Il ne faudrait pas faire fi non plus des injustices clamées par ces pères et mères de famille, dont l’hebdomadaire précise qu’elles existent depuis 3 ans maintenant. En effet, «sans bulletin de paie, en violation de l’article 183 du code du travail» et incertains de ce que «leurs cotisations sociales sont reversées à la CNSS», les agents de l’Agasa ont accusés depuis 2019 de «3 révisions de salaires avec des explications abracadabrantes et des retenues sur salaire sans (…) aucun motif légal». Ils seraient «menacés de licenciement», s’ils osaient s’en plaindre. Pourtant, «de source sûre», un agent aurait initié une plainte auprès du tribunal du travail, dont la médiation a été en sa faveur. Là encore, la patronne de l’Agasa refuse d’obtempérer.

Mais fidèles à leur serment, une revendication semble sortir du lot. La préservation de la compétence de l’Agasa à assurer la sécurité alimentaire des gabonais. Une compétence semble-t-il, mise à mal par les multiples affectations «arbitraires» pour certains, «disciplinaires» selon “Le Mbandja” qui témoigne de l’inadéquation poste-compétences, le tout dans le but «d’éloigner les membres fondateurs du Synata des services techniques clés de l’agence, principalement les docteurs vétérinaires». Toute chose qui porte à croire que la hiérarchie de l’agence «use de tous les moyens afin de faire entrave à la liberté syndicale au sein de l’Agasa» en violation de l’article 304 du code du travail, allant même jusqu’à initier par ses collaborateurs affidés, la création d’un «syndicat qui sera aux ordres».

Pour rappel, dans une tribune que la rédaction de “Vox Populi 241” a publié le 19 juin 2022, titrée «Gabon /Création supposée irrégulière du Synata: que cache la direction générale de l’Agasa ?» l’auteur prévenait déjà de l’ampleur des dommages à venir. Prévoyait-il, «il ne serait pas étonnant de voir dans les tous prochains jours, comme à la CNSS, en guise de représailles et d’intimidations, une vague d’affectation des membres fondateurs du SYNATA». Et il n’aura fallu que 4 jours avant que ces mots ne prennent forme.
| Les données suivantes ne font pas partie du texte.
fn check_id(id: &str) -> WebDriverResult<()> {
    if id.is_empty() {
        Err(WebDriverError::general("Id cannot be null or zero-length."))
    } else {
        Ok(())
    }
}

/// The session file, and the lock serializing access to it from this
/// process.
#[derive(Debug)]
pub struct SessionStore {
    path: PathBuf,
    lock: Mutex<()>,
}

impl Default for SessionStore {
    fn default() -> Self {
        SessionStore::new()
    }
}

impl SessionStore {
    /// The session file in the OS temp directory.
    pub fn new() -> Self {
        Self::in_dir(std::env::temp_dir())
    }

    pub fn in_dir<P: AsRef<Path>>(dir: P) -> Self {
        SessionStore {
            path: dir.as_ref().join(SESSION_FILE),
            lock: Mutex::new(()),
        }
    }

    pub fn path(&self) -> &Path {
        &self.path
    }

    /// The file's properties; none when it does not exist.
    fn load(&self) -> WebDriverResult<BTreeMap<String, String>> {
        match fs::read_to_string(&self.path) {
            Ok(text) => Ok(parse_properties(&text)),
            Err(e) if e.kind() == ErrorKind::NotFound => {
                debug!("session file does NOT exist yet: {}", self.path.display());
                Ok(BTreeMap::new())
            }
            Err(e) => Err(e.into()),
        }
    }

    fn save(&self, props: &BTreeMap<String, String>) -> WebDriverResult<()> {
        fs::write(&self.path, format_properties(props, &self.path.display().to_string()))?;
        Ok(())
    }

    /// Record `info` and make it the last session.
    pub fn store(&self, info: &SessionInfo) -> WebDriverResult<()> {
        check_id(&info.id)?;
        let _guard = self.lock.lock().unwrap_or_else(|e| e.into_inner());
        debug!("storing session '{}' to {}", info.id, self.path.display());
        let mut props = self.load()?;
        props.insert(info.id.clone(), info.content());
        props.insert(LAST_SESSION_KEY.to_string(), info.id.clone());
        self.save(&props)
    }

    /// Forget a session. The last-session marker goes too when it names it.
    pub fn delete(&self, id: &str) -> WebDriverResult<()> {
        let _guard = self.lock.lock().unwrap_or_else(|e| e.into_inner());
        let mut props = self.load()?;
        props.remove(id);
        if props.get(LAST_SESSION_KEY).map(|s| s.as_str()) == Some(id) {
            debug!("deleting {} from session file.", LAST_SESSION_KEY);
            props.remove(LAST_SESSION_KEY);
        }
        self.save(&props)
    }

    pub fn retrieve(&self, id: &str) -> WebDriverResult<Option<SessionInfo>> {
        check_id(id)?;
        let _guard = self.lock.lock().unwrap_or_else(|e| e.into_inner());
        let props = self.load()?;
        let content = match props.get(id) {
            Some(c) => c,
            None => return Ok(None),
        };
        let is_current = props.get(LAST_SESSION_KEY).map_or(false, |last| last.eq_ignore_ascii_case(id));
        SessionInfo::parse(id, is_current, content).map(Some)
    }

    pub fn retrieve_last(&self) -> WebDriverResult<Option<SessionInfo>> {
        let _guard = self.lock.lock().unwrap_or_else(|e| e.into_inner());
        let props = self.load()?;
        let id = match props.get(LAST_SESSION_KEY) {
            Some(id) => id,
            None => return Ok(None),
        };
        match props.get(id) {
            Some(content) => SessionInfo::parse(id, true, content).map(Some),
            None => {
                warn!("last session '{}' has no record.", id);
                Ok(None)
            }
        }
    }

    /// Every recorded session; records that cannot be parsed are skipped.
    pub fn sessions(&self) -> WebDriverResult<Vec<SessionInfo>> {
        let _guard = self.lock.lock().unwrap_or_else(|e| e.into_inner());
        let props = self.load()?;
        let last = props.get(LAST_SESSION_KEY);
        Ok(props
            .iter()
            .filter(|(k, _)| k.as_str() != LAST_SESSION_KEY)
            .filter_map(|(k, v)| match SessionInfo::parse(k, last == Some(k), v) {
                Ok(info) => Some(info),
                Err(e) => {
                    warn!("{}", e);
                    None
                }
            })
            .collect())
    }

    /// Mark `id` as the last session. Nothing is written when there is no
    /// session file yet.
    pub fn set_last(&self, id: &str) -> WebDriverResult<()> {
        check_id(id)?;
        let _guard = self.lock.lock().unwrap_or_else(|e| e.into_inner());
        if !self.path.exists() {
            debug!("session file does NOT exist: {}", self.path.display());
            return Ok(());
        }
        let mut props = self.load()?;
        props.insert(LAST_SESSION_KEY.to_string(), id.to_string());
        self.save(&props)
    }

    pub fn delete_file(&self) -> WebDriverResult<()> {
        let _guard = self.lock.lock().unwrap_or_else(|e| e.into_inner());
        match fs::remove_file(&self.path) {
            Err(e) if e.kind() != ErrorKind::NotFound => Err(e.into()),
            _ => Ok(()),
        }
    }
}

#[cfg(test)]
mod tests {
    use super::*;
    use serde_json::json;

    fn store() -> (tempfile::TempDir, SessionStore) {
        let dir = tempfile::tempdir().unwrap();
        let store = SessionStore::in_dir(dir.path());
        (dir, store)
    }

    #[test]
    fn test_store_and_retrieve() {
        let (_dir, store) = store();
        assert_eq!(store.retrieve_last().unwrap(), None);

        let mut first = SessionInfo::new("b1", "http://localhost:4444/wd/hub", "s-1", "chrome");
        first.extra.insert("user-data-dir".to_string(), "C:\\profiles\\p1".to_string());
        store.store(&first).unwrap();
        store.store(&SessionInfo::new("b2", "http://grid:4444", "s-2", "firefox")).unwrap();

        let b1 = store.retrieve("b1").unwrap().unwrap();
        assert!(!b1.is_current);
        assert_eq!(b1.server_host, "http://localhost:4444/wd/hub");
        assert_eq!(b1.extra.get("user-data-dir").map(|s| s.as_str()), Some("C:\\profiles\\p1"));
        assert_eq!(store.retrieve_last().unwrap().unwrap().id, "b2");
        assert_eq!(store.retrieve("nope").unwrap(), None);

        store.set_last("b1").unwrap();
        let ids: Vec<(String, bool)> = store.sessions().unwrap().into_iter().map(|s| (s.id, s.is_current)).collect();
        assert_eq!(ids, vec![("b1".to_string(), true), ("b2".to_string(), false)]);
    }

    #[test]
    fn test_delete_drops_last_session_marker() {
        let (_dir, store) = store();
        store.store(&SessionInfo::new("b1", "h", "s-1", "chrome")).unwrap();
        store.store(&SessionInfo::new("b2", "h", "s-2", "chrome")).unwrap();

        store.delete("b1").unwrap();
        assert_eq!(store.retrieve_last().unwrap().unwrap().id, "b2");
        store.delete("b2").unwrap();
        assert_eq!(store.retrieve_last().unwrap(), None);
        assert!(store.sessions().unwrap().is_empty());

        store.delete_file().unwrap();
        assert!(!store.path().exists());
        store.delete_file().unwrap();
    }

    #[test]
    fn test_set_last_without_file() {
        let (_dir, store) = store();
        store.set_last("b1").unwrap();
        assert!(!store.path().exists());
        assert_eq!(store.retrieve("").unwrap_err().to_string(), "GENERAL: Id cannot be null or zero-length.");
    }

    #[test]
    fn test_reads_escaped_properties() {
        let props = parse_properties("#comment\nb1=http\\://h\\:4444_SP_s-1_SP_chrome\nLASTSESSION=b1\n");
        let info = SessionInfo::parse("b1", true, &props["b1"]).unwrap();
        assert_eq!(info.server_host, "http://h:4444");
        assert_eq!(info.browser, "chrome");
        assert_eq!(info.browser_version, "");
    }

    #[test]
    fn test_reads_unicode_escapes() {
        let props = parse_properties("user-data-dir=C\\:\\\\Users\\\\Jos\\u00e9\nkey\\ one : v\n");
        assert_eq!(props["user-data-dir"], "C:\\Users\\Jos\u{e9}");
        assert_eq!(props["key one"], "v");
    }

    #[test]
    fn test_non_ascii_round_trip() {
        let mut props = BTreeMap::new();
        props.insert("my browser=1:x".to_string(), " C:\\Users\\Jos\u{e9}\t\u{1F600} ".to_string());
        let text = format_properties(&props, "store");
        assert!(text.contains("Jos\\u00E9"), "{}", text);
        assert!(text.contains("\\uD83D\\uDE00"), "{}", text);
        assert!(text.starts_with("#store\nmy\\ browser\\=1\\:x=\\ C"), "{}", text);
        assert!(text.is_ascii());
        assert_eq!(parse_properties(&text), props);
    }

    #[test]
    fn test_from_capabilities() {
        let caps = DesiredCapabilities::new(json!({
            "browserName": "chrome",
            "browserVersion": "91.0",
            "platformName": "linux",
            "setNetworkConditions": "offline"
        }));
        let info = SessionInfo::from_capabilities("b1", "http://h", "s", &caps);
        assert_eq!(info.browser_version, "91.0");
        assert_eq!(info.platform, "linux");
        assert_eq!(info.extra.len(), 1);
        assert!(info.content().starts_with("http://h_SP_s_SP_chrome_SP_91.0_SP_linux_SP__SP_"));
    }
}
En témoigne la note de service  N°000523/MAA/SG/DG -AGASAAMBO scellant l’affection de nombreux agents, parmi lesquels un stagiaire embauché dans le cadre d’un Contrat d’apprentissage jeunesse (CAJ) aurait été promu chef de services Etudes et recherches, normes et veille sanitaire des aliments. «Un poste stratégique», précédemment occupé par un agent expérimenté mais malheureusement proche du Synata. 

Un stratagème dont la hiérarchie aurait déjà fait usage par le passé. En effet, précédemment Cheffe de service communication et documentation au siège social une employée aurait été affectée par note de service n°000605/MAEAPG/ SG/DG-AGASA du 05 août 2021, en tant qu’agent contrôleur dans le Komo-Mondah. Par la même note, une secrétaire particulière du Directeur administratif et financier (DAF) aurait été affectée en tant qu’agent contrôleur au port d’Owendo où elle aurait eu un accident de travail. Aucune surprise, si comme l’indiquent les sources ces agents affectés ne bénéficient d’aucune formation à leur nouveau métier.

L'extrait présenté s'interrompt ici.